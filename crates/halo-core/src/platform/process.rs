//! Platform-specific process probing.
//!
//! The registry decides whether a row is live by asking the OS whether its
//! PID still belongs to the running process that claimed it.

use std::time::{Duration, Instant};
#[cfg(not(unix))]
use tracing::warn;

/// Check if a process with the given PID is alive.
///
/// # Platform Behavior
/// - **Linux**: `kill(pid, 0)`, then zombies (state `Z`/`X` in
///   `/proc/<pid>/stat`) are reported dead since they no longer run
/// - **Other Unix**: `kill(pid, 0)`; `EPERM` still means the PID exists
/// - **Elsewhere**: assumed alive
pub fn is_process_alive(pid: u32) -> bool {
    #[cfg(unix)]
    {
        use nix::errno::Errno;
        use nix::sys::signal::kill;
        use nix::unistd::Pid;

        let Ok(raw) = i32::try_from(pid) else {
            return false;
        };
        if raw <= 0 {
            return false;
        }

        let exists = match kill(Pid::from_raw(raw), None) {
            Ok(()) => true,
            Err(Errno::EPERM) => true,
            Err(_) => false,
        };

        exists && !is_zombie(pid)
    }

    #[cfg(not(unix))]
    {
        let _ = pid;
        warn!("Process alive check not implemented for this platform");
        true
    }
}

#[cfg(target_os = "linux")]
fn is_zombie(pid: u32) -> bool {
    let Ok(stat) = std::fs::read_to_string(format!("/proc/{}/stat", pid)) else {
        return false;
    };
    // The command name is parenthesised and may itself contain spaces or ')'.
    stat.rfind(')')
        .and_then(|idx| stat[idx + 1..].trim_start().chars().next())
        .map(|state| state == 'Z' || state == 'X')
        .unwrap_or(false)
}

#[cfg(all(unix, not(target_os = "linux")))]
fn is_zombie(_pid: u32) -> bool {
    false
}

/// Kernel start time of `pid`, in clock ticks since boot.
///
/// Together with the PID this identifies one process, so a recycled PID
/// can be told apart from the process that registered it. `None` where
/// the platform does not expose it.
pub fn process_start_time(pid: u32) -> Option<u64> {
    #[cfg(target_os = "linux")]
    {
        let stat = std::fs::read_to_string(format!("/proc/{}/stat", pid)).ok()?;
        let idx = stat.rfind(')')?;
        // Field 3 (state) is the first after the command name; starttime is 22.
        stat[idx + 1..].split_whitespace().nth(19)?.parse().ok()
    }

    #[cfg(not(target_os = "linux"))]
    {
        let _ = pid;
        None
    }
}

/// Send `SIGKILL` to `pid`. Returns `false` if the signal could not be sent.
///
/// The caller still owns reaping the process.
pub fn kill_process(pid: u32) -> bool {
    #[cfg(unix)]
    {
        use nix::sys::signal::{kill, Signal};
        use nix::unistd::Pid;

        match i32::try_from(pid) {
            Ok(raw) if raw > 0 => kill(Pid::from_raw(raw), Signal::SIGKILL).is_ok(),
            _ => false,
        }
    }

    #[cfg(not(unix))]
    {
        let _ = pid;
        warn!("Process kill not implemented for this platform");
        false
    }
}

/// Send `SIGKILL` to every process in the group led by `pgid`.
///
/// Used for children spawned into their own process group, so whatever
/// they started goes down with them.
pub fn kill_process_group(pgid: u32) -> bool {
    #[cfg(unix)]
    {
        use nix::sys::signal::{killpg, Signal};
        use nix::unistd::Pid;

        match i32::try_from(pgid) {
            Ok(raw) if raw > 1 => killpg(Pid::from_raw(raw), Signal::SIGKILL).is_ok(),
            _ => false,
        }
    }

    #[cfg(not(unix))]
    {
        let _ = pgid;
        warn!("Process group kill not implemented for this platform");
        false
    }
}

/// Poll until `pid` is gone or `timeout` elapses.
///
/// Returns `true` if the process exited within the window.
pub async fn wait_for_exit(pid: u32, timeout: Duration, poll_interval: Duration) -> bool {
    let deadline = Instant::now() + timeout;
    loop {
        if !is_process_alive(pid) {
            return true;
        }
        if Instant::now() >= deadline {
            return false;
        }
        tokio::time::sleep(poll_interval).await;
    }
}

= = =

**Directions:** Show the lines from the data above that contain the string "true".

**Response for this exercise:**
            Ok(()) => true,
            Err(Errno::EPERM) => true,
        true
/// Returns `true` if the process exited within the window.
            return true;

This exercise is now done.